Worldwide there is an enrichment capacity of 60,200 tons. Here is the shocking part for the Collective West: Russia is the biggest enriched uranium producer by far, producing almost half of the world’s enriched uranium, at 27,700 tons. France is in second place at 7,500 tons and China in third place at 6,300 tons. The US is fourth at 4,900 tons. The rest of Europe, minus France, can produce another 13,700 tons.

But here's the problem--the US alone utilizes around 18,700 tons for its needs. France which has a very large nuclear energy complex uses 9,600 tons and the rest of the EU, now that Germany has shuttered its nuclear plants, consumed about as much as France. Least we forget China consumes about as much as France, but is rapidly nuclearizing its power grid to reduce emissions and LNG imports for its gas-fired plants. And of course, Russia also consumes about as much out of its own production.

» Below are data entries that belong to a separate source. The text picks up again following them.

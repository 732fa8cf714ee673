//! BFT consensus engine.
//!
//! A Tendermint-style state machine, one `(height, round)` at a time:
//!
//! ```text
//! NewHeight → Propose → Prevote → Precommit → Commit → NewHeight
//! ```
//!
//! # Protocol
//!
//! - The proposer of `(height, round)` is chosen by round-robin weighted by
//!   voting power. It packs pool transactions (ordered by the dapp) into a
//!   block and broadcasts a signed `Proposal`.
//! - Validators prevote the proposal's hash if it is valid and compatible
//!   with their lock, nil otherwise. `> 2/3` prevote power for one block
//!   locks it and precommits it; `> 2/3` precommit power commits it.
//! - A validator releases its lock only when a *newer* round shows `> 2/3`
//!   prevotes for a different value.
//! - Timeouts grow geometrically with the round, so eventual synchrony
//!   guarantees some round reaches quorum.
//!
//! # Architecture
//!
//! The engine is synchronous and performs no I/O. Signature checks are
//! delegated to the runner (`VerifyVoteSignature` / callbacks), own votes
//! are persisted before broadcast, and commits travel through the store
//! before the engine advances (`CommitBlock` → `BlockCommitted`). The
//! engine begins a height only once the synchronizer is idle and the
//! executor has caught up to the parent — that keeps proposals' app state
//! hashes well-defined.

mod state;
mod vote_set;

pub use state::{EngineState, RecoveredVotes, Step};
pub use vote_set::{AddVote, VoteSet};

And here is the crux of the issue: not only is uranium ore production already falling behind demand, even as Russia helps electrify Africa with nuclear power plants, but Russia is in the position to cobble an initial UO-pact (Uranium ore) with itself, Kazakhstan, Uzbekistan and Niger controlling 34,000 tons of ore. The remaining production is already not enough for refinement in the Collective West and the meeting of Western nuclear energy needs. This alone should cause ore prices to skyrocket.

Russia also has massive and growing enrichment capacity that can soak up most of that volume of ore. So Russia already has a chokepoint on the market for enriched uranium, combined with a hold on the ore itself. And the new Central Asian and African nations-included cartel will be in a position to drive pricing for the rest of the world. Add China to the cartel you automatically get Mongolia and more than likely even Brazil will join.

Western Politicians Didn't Think About Russian Counterstrikes in the Sanctions Wars

Now for the really scary part for the mindless Russophobic Western politicians: not only have Western sanctions failed, but Russia is now in position to level its own counter-sanctions and inflict real economic pain on Washington, Paris, Berlin and London. President Putin instructed Prime Minister Mishustin to work out a sanctions package against the West for strategic goods, such as rare earths, titanium and yes, enriched uranium. This time, unlike with LNG, the US will not only lose from increased prices, but will not be able to avoid being the biggest victim, followed closely by France.

The cost of everything in the Collective West is set to continue to skyrocket. Welcome to the part of the economic war where Russia shoots back, suki.